# Classical Music Sampler Set



## Brahmsianhorn (Feb 17, 2017)

What works would you choose if you could only pick one composer for each genre? The goal is to represent the greatest composers and also maximize the greatest work for each genre to make a representative sampler set of the best of classical music.

Example:

Symphony - Mahler No. 9
Piano Concerto - Mozart No. 20
Violin Concerto - Brahms
Other Orchestral - Tchaikovsky 1812 Overture
Chamber - Beethoven SQ No 14
Solo Piano - Schubert Sonata No. 21
Solo (other) - Bach Cello Suites
Solo Vocal - Schumann Dichterliebe
Choral - Verdi Requiem
Opera - Wagner Tristan und Isolde


----------



## Bettina (Sep 29, 2016)

Symphony - Beethoven No. 9
Piano Concerto - Tchaikovsky No. 1
Violin Concerto - Mendelssohn Concerto in E Minor
Other Orchestral - Debussy La Mer
Chamber - Beethoven SQ No. 14
Solo Piano - Chopin Revolutionary Etude
Solo (other) - Bach Violin Partita in D Minor
Solo Vocal - Schubert Winterreise
Choral - Beethoven Missa Solemnis
Opera - Mozart Don Giovanni
Theme and Variations - Bach Goldberg Variations


----------



## AfterHours (Mar 27, 2017)

*Symphony* - Symphony No. 9 in D Minor "Choral" - Ludwig van Beethoven (1824) 
*Piano Concerto* - Piano Concerto No. 21 in C Major - Wolfgang Amadeus Mozart (1785) 
*Violin Concerto* - Violin Concerto in D Major - Johannes Brahms (1878) 
*Other Orchestral* - The Rite of Spring - Igor Stravinsky (1913) 
*Chamber* - String Quartet No. 15 in A Minor - Ludwig van Beethoven (1825) 
*Solo Piano* - Piano Sonata No. 32 in C Minor - Ludwig van Beethoven (1822)
*Solo (other)* - Goldberg Variations - Johann Sebastian Bach (1741) ... Cheating?
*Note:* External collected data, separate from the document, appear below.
//! Statistics from the most recent collection cycle.

use std::time::Duration;

/// The kind of collection that produced a `GcMetrics` snapshot.
#[derive(Debug, Clone, Copy, Default, PartialEq, Eq)]
#[repr(u8)]
pub enum CollectionType {
    /// No collection has run yet on this runtime.
    #[default]
    None = 0,
    /// A forced or threshold-triggered full-heap collection. This crate
    /// performs no generational collection, so every cycle is a full one;
    /// the variant exists for parity with the metrics shape a host may
    /// expect.
    Full = 1,
}

/// Statistics from the most recent garbage collection.
#[derive(Debug, Clone, Copy)]
pub struct GcMetrics {
    /// Wall-clock duration of the last collection.
    pub duration: Duration,
    /// Bytes reclaimed by the last collection.
    pub bytes_reclaimed: usize,
    /// Bytes still live after the last collection.
    pub bytes_surviving: usize,
    /// Objects reclaimed by the last collection.
    pub objects_reclaimed: usize,
    /// Objects still live after the last collection.
    pub objects_surviving: usize,
    /// Kind of the last collection.
    pub collection_type: CollectionType,
    /// Total collections run on this runtime since `Runtime::new`.
    pub total_collections: usize,
}

impl GcMetrics {
    /// A zeroed snapshot, as seen before any collection has run.
    #[must_use]
    pub const fn new() -> Self {
        Self {
            duration: Duration::from_secs(0),
            bytes_reclaimed: 0,
            bytes_surviving: 0,
            objects_reclaimed: 0,
            objects_surviving: 0,
            collection_type: CollectionType::None,
            total_collections: 0,
        }
    }
}

impl Default for GcMetrics {
    fn default() -> Self {
        Self::new()
    }
}
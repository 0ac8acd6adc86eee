//! Feature-gated logging facade for collection cycles.
//!
//! When the `tracing` feature is off, every item here compiles to a no-op
//! with the same signature, so call sites never need their own `#[cfg]`.

#[cfg(feature = "tracing")]
pub(crate) mod internal {
    use std::sync::atomic::{AtomicU64, Ordering};
    use tracing::{span, Level};

    static NEXT_GC_ID: AtomicU64 = AtomicU64::new(1);

    /// Identity of one collection cycle, for correlating its log lines.
    #[derive(Debug, Clone, Copy, PartialEq, Eq)]
    pub struct GcId(pub u64);

    pub fn next_gc_id() -> GcId {
        GcId(NEXT_GC_ID.fetch_add(1, Ordering::Relaxed))
    }

    /// Phase of a collection cycle, for structured log fields.
    #[derive(Debug, Clone, Copy, PartialEq, Eq)]
    pub enum GcPhase {
        Mark,
        WeakSweep,
        Sweep,
        Finalize,
    }

    impl GcPhase {
        const fn name(self) -> &'static str {
            match self {
                Self::Mark => "mark",
                Self::WeakSweep => "weak_sweep",
                Self::Sweep => "sweep",
                Self::Finalize => "finalize",
            }
        }
    }

    pub fn trace_collection(gc_id: GcId) -> span::EnteredSpan {
        span!(Level::DEBUG, "gc_collection", gc_id = gc_id.0).entered()
    }

    pub fn log_phase_start(phase: GcPhase) {
        tracing::debug!(phase = phase.name(), "gc phase start");
    }

    pub fn log_phase_end(phase: GcPhase, objects_touched: usize) {
        tracing::debug!(phase = phase.name(), objects_touched, "gc phase end");
    }
}

#[cfg(not(feature = "tracing"))]
pub(crate) mod internal {
    #[derive(Debug, Clone, Copy, PartialEq, Eq)]
    pub struct GcId(pub u64);

    #[derive(Debug, Clone, Copy, PartialEq, Eq)]
    pub enum GcPhase {
        Mark,
        WeakSweep,
        Sweep,
        Finalize,
    }

    pub fn next_gc_id() -> GcId {
        GcId(0)
    }

    pub fn trace_collection(_gc_id: GcId) {}

    pub fn log_phase_start(_phase: GcPhase) {}

    pub fn log_phase_end(_phase: GcPhase, _objects_touched: usize) {}
}

pub(crate) use internal::{next_gc_id, trace_collection, GcId, GcPhase};
pub(crate) use internal::{log_phase_end, log_phase_start};
//! The slab allocator (C2): segregated-fit free lists over bump-pointer
//! pages, per §4.1.
//!
//! Small requests are rounded up to a multiple of [`GRANULARITY`] and
//! routed to a free-list "slot" (`size / GRANULARITY`). Large requests
//! bypass the slab entirely and go straight to the system allocator.

use std::alloc::{alloc, dealloc, Layout};
use std::io;
use std::ptr::NonNull;
use std::sync::atomic::{AtomicUsize, Ordering};

use parking_lot::Mutex;

use crate::lock_order::{LockGuard, LockOrder};
use crate::page::{Page, PagePool, PAGE_SIZE};

/// Allocation granularity: every small request is rounded up to a multiple
/// of this many bytes.
pub const GRANULARITY: usize = 8;

/// Requests larger than this many bytes bypass the slab and free-list
/// machinery entirely and go straight to the system allocator.
pub const SMALL_LIMIT: usize = 2048;

const NUM_SLOTS: usize = SMALL_LIMIT / GRANULARITY + 1;

fn round_up_to_granularity(size: usize) -> usize {
    (size + GRANULARITY - 1) & !(GRANULARITY - 1)
}

fn slot_for(size: usize) -> usize {
    size >> GRANULARITY.trailing_zeros()
}

/// A free block's storage doubles as an intrusive singly-linked free-list
/// node: the first machine word of a freed block stores the next free
/// block's address.
struct FreeListNode {
    next: Option<NonNull<FreeListNode>>,
}

struct SlabState {
    pool: PagePool,
    free_lists: Vec<Option<NonNull<FreeListNode>>>,
    current_page: Option<NonNull<Page>>,
}

// SAFETY: all access to `SlabState` is serialised by `Slab::state`'s mutex.
unsafe impl Send for SlabState {}

/// Per-size-class free lists backed by the page pool, plus a large-object
/// escape hatch. One mutex guards `free_lists` and `current_page`; large
/// allocations never take it (per the concurrency model in the design
/// doc).
pub struct Slab {
    state: Mutex<SlabState>,
    /// Bytes currently allocated through this slab (small + large),
    /// tracked for the GC trigger (C10). Uses relaxed atomics: small
    /// accounting races are accepted, per the design doc's Open Question
    /// decision.
    bytes_allocated: AtomicUsize,
}

impl Default for Slab {
    fn default() -> Self {
        Self::new()
    }
}

impl Slab {
    #[must_use]
    pub fn new() -> Self {
        Self {
            state: Mutex::new(SlabState {
                pool: PagePool::new(),
                free_lists: vec![None; NUM_SLOTS],
                current_page: None,
            }),
            bytes_allocated: AtomicUsize::new(0),
        }
    }

    /// Total bytes currently allocated through this slab (small and large).
    #[must_use]
    pub fn bytes_allocated(&self) -> usize {
        self.bytes_allocated.load(Ordering::Relaxed)
    }

    /// Allocates `size` bytes, routing to the slab or the system allocator
    /// per §4.1. The returned memory is **not** zeroed; the caller (C4's
    /// `allocate_object`) is responsible for zeroing it.
    ///
    /// # Errors
    ///
    /// Returns an error if a new page could not be mapped, or (for large
    /// objects) if the system allocator returns null.
    pub fn allocate(&self, size: usize) -> io::Result<NonNull<u8>> {
        if size > SMALL_LIMIT {
            return self.allocate_large(size);
        }
        let ptr = self.allocate_small(round_up_to_granularity(size.max(GRANULARITY)))?;
        self.bytes_allocated.fetch_add(size, Ordering::Relaxed);
        Ok(ptr)
    }

    /// Frees a small object by pushing it back onto its slot's free list.
    ///
    /// # Safety
    ///
    /// `ptr` must have been returned by `allocate` with this exact `size`
    /// and must not be accessed again afterward.
    pub unsafe fn free_small(&self, ptr: NonNull<u8>, size: usize) {
        let slot = slot_for(round_up_to_granularity(size.max(GRANULARITY)));
        let _guard = LockGuard::new(LockOrder::Slab);
        let mut state = self.state.lock();
        let node = ptr.cast::<FreeListNode>();
        unsafe {
            node.as_ptr().write(FreeListNode {
                next: state.free_lists[slot],
            });
        }
        state.free_lists[slot] = Some(node);
        self.bytes_allocated.fetch_sub(size, Ordering::Relaxed);
    }

    /// Frees a large object via the system allocator.
    ///
    /// # Safety
    ///
    /// `ptr`/`size`/`align` must match a prior `allocate_large` call exactly.
    pub unsafe fn free_large(&self, ptr: NonNull<u8>, size: usize, align: usize) {
        let layout = Layout::from_size_align(size, align).expect("invalid large-object layout");
        unsafe {
            dealloc(ptr.as_ptr(), layout);
        }
        self.bytes_allocated.fetch_sub(size, Ordering::Relaxed);
    }

    fn allocate_small(&self, size: usize) -> io::Result<NonNull<u8>> {
        let slot = slot_for(size);
        let _guard = LockGuard::new(LockOrder::Slab);
        let mut state = self.state.lock();

        // Step 1: pop the free list for this slot.
        if let Some(node) = state.free_lists[slot] {
            state.free_lists[slot] = unsafe { node.as_ref().next };
            return Ok(node.cast::<u8>());
        }

        // Step 2: bump-allocate from the current page.
        if let Some(page) = state.current_page {
            if let Some(ptr) = unsafe { page.as_ref() }.bump_alloc(size) {
                return Ok(ptr);
            }
        }

        // Step 3: scavenge the current page's tail into smaller slots
        // before giving up on it, so the remaining space isn't wasted.
        if let Some(page) = state.current_page {
            Self::scavenge(unsafe { page.as_ref() }, slot, &mut state.free_lists);
        }

        // Step 4: map a new page and bump-allocate from it; this cannot
        // fail for any size within SMALL_LIMIT since PAGE_SIZE > SMALL_LIMIT.
        let new_page = state.pool.allocate_page()?;
        state.current_page = Some(new_page);
        let ptr = unsafe { new_page.as_ref() }
            .bump_alloc(size)
            .expect("a fresh page must fit any small-object request");
        Ok(ptr)
    }

    /// For each smaller slot `s` from `slot - 1` down to `1`, bump-allocate
    /// `s`-sized blocks from `page`'s remaining tail while one fits, and
    /// push each onto that slot's free list. Reclaims a page's tail before
    /// it's abandoned for a fresh one.
    fn scavenge(page: &Page, slot: usize, free_lists: &mut [Option<NonNull<FreeListNode>>]) {
        for s in (1..slot).rev() {
            let block_size = s * GRANULARITY;
            while let Some(ptr) = page.bump_alloc(block_size) {
                let node = ptr.cast::<FreeListNode>();
                unsafe {
                    node.as_ptr().write(FreeListNode {
                        next: free_lists[s],
                    });
                }
                free_lists[s] = Some(node);
            }
        }
    }

    fn allocate_large(&self, size: usize) -> io::Result<NonNull<u8>> {
        let layout = Layout::from_size_align(size, align_for(size))
            .map_err(|e| io::Error::new(io::ErrorKind::InvalidInput, e))?;
        // SAFETY: layout has nonzero size (large objects exceed SMALL_LIMIT > 0).
        let raw = unsafe { alloc(layout) };
        let ptr = NonNull::new(raw).ok_or_else(|| {
            io::Error::new(io::ErrorKind::OutOfMemory, "system allocator returned null")
        })?;
        self.bytes_allocated.fetch_add(size, Ordering::Relaxed);
        Ok(ptr)
    }

    /// Number of pages mapped so far across this slab's page pool.
    #[must_use]
    pub fn page_count(&self) -> usize {
        self.state.lock().pool.page_count()
    }

    /// Frees a block of `size` bytes, routing to the small or large path
    /// the same way `allocate` would have for that same `size`. Symmetric
    /// counterpart to `allocate`, so callers never need to duplicate the
    /// `SMALL_LIMIT` routing decision or the large-object alignment policy.
    ///
    /// # Safety
    ///
    /// `ptr` must have been returned by `allocate(size)` on this slab and
    /// must not be accessed again afterward.
    pub unsafe fn free(&self, ptr: NonNull<u8>, size: usize) {
        if size > SMALL_LIMIT {
            unsafe { self.free_large(ptr, size, align_for(size)) };
        } else {
            unsafe { self.free_small(ptr, size) };
        }
    }
}

fn align_for(size: usize) -> usize {
    // Large objects get pointer alignment; sufficient for any header or
    // payload this runtime places at their start.
    size.min(PAGE_SIZE).next_power_of_two().min(std::mem::align_of::<usize>().max(8))
}
//! Weak-reference nulling: a weak reference to an object that turns out
//! to be unreachable must observe `None` after the next collection; a
//! weak reference to a rooted object must keep observing it.

use gc_core::{Runtime, TypeDescriptorSpec};

fn plain_spec() -> TypeDescriptorSpec {
    TypeDescriptorSpec {
        name_index: 0,
        object_size: 16,
        allocator_id: 0,
        base_types: vec![],
        property_layout: vec![],
        trace_fn: None,
        init_object_fn: None,
        init_fn: None,
        on_cleanup_fn: None,
        to_string_fn: None,
    }
}

#[test]
fn weak_reference_is_nulled_once_referent_is_collected() {
    let mut runtime = Runtime::new();
    runtime.configure_types(vec![plain_spec()]);

    let header = runtime.allocate_object(0).unwrap();
    let slot = runtime.register_weak(header);
    assert_eq!(unsafe { slot.as_ref() }.get(), Some(header));

    runtime.collect(true);
    assert!(unsafe { slot.as_ref() }.get().is_none());

    unsafe { runtime.unregister_weak(slot) };
}

#[test]
fn weak_reference_to_rooted_object_survives_collection() {
    let mut runtime = Runtime::new();
    runtime.configure_types(vec![plain_spec()]);

    let header = runtime.allocate_object(0).unwrap();
    runtime.register_global_root(header);
    let slot = runtime.register_weak(header);

    runtime.collect(true);
    assert_eq!(unsafe { slot.as_ref() }.get(), Some(header));

    runtime.unregister_global_root(header);
    runtime.collect(true);
    assert!(unsafe { slot.as_ref() }.get().is_none());

    unsafe { runtime.unregister_weak(slot) };
}

#[test]
fn multiple_weak_references_to_the_same_object_are_nulled_together() {
    let mut runtime = Runtime::new();
    runtime.configure_types(vec![plain_spec()]);

    let header = runtime.allocate_object(0).unwrap();
    let slots: Vec<_> = (0..8).map(|_| runtime.register_weak(header)).collect();

    runtime.collect(true);
    for slot in &slots {
        assert!(unsafe { slot.as_ref() }.get().is_none());
    }
    for slot in slots {
        unsafe { runtime.unregister_weak(slot) };
    }
}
It's harpsichord, not piano! 
*Solo Vocal* - Winterreise - Franz Schubert (1828) 
*Choral* - Mass in B Minor - Johann Sebastian Bach (1749) 
*Opera* - Tristan und Isolde - Richard Wagner (1859)


----------



## Ziggabea (Apr 5, 2017)

I would choose one work from each era to represent classical and give them an idea of the diversity, rather than go by genre e.g. concerto, sonata etc

*Medieval:*
Machaut - Messe de Notre Dame
*Renaissance: *
Gesualdo - Madrigals 
*Baroque:*
Bach - Art Of Fugue
*Classical* 
Beethoven - Symphony no 3
*Romantic*
Wagner - Tristan Und Isolde 
*20th Century*
Stockhausen - Gruppen
*21st Century*
John Adams - Become Ocean


----------



## Portamento (Dec 8, 2016)

Symphony - Toch 3
Piano Concerto - Rădulescu 
Violin Concerto - Sibelius
Other Orchestral - Ruggles Sun-treader
Chamber - Toch SQ 11
Solo Piano - Krenek Sonata 7
Solo (other) - Weinberg Violin Sonata 3
Solo Vocal - Scelsi Three Latin Prayers
Choral - Schnittke Choir Concerto
Opera - Schnittke Historia von D. Johann Fausten


----------



## SONNET CLV (May 31, 2014)

Bettina said:


> Symphony - Beethoven No. 9
> Piano Concerto - Tchaikovsky No. 1
> Violin Concerto - Mendelssohn Concerto in E Minor
> Other Orchestral - Debussy La Mer
> ...


Of course this is an impossible assignment given the number of quality works in each genre, but Bettina here has touched as close to perfection as I can imagine. What a list!

I would contend there may be some (slight) wriggle room in the categories of "Other Orchestral", "Chamber", and "Solo Piano" ... and perhaps (and _only_ perhaps!) "Opera" ... but my! What a list!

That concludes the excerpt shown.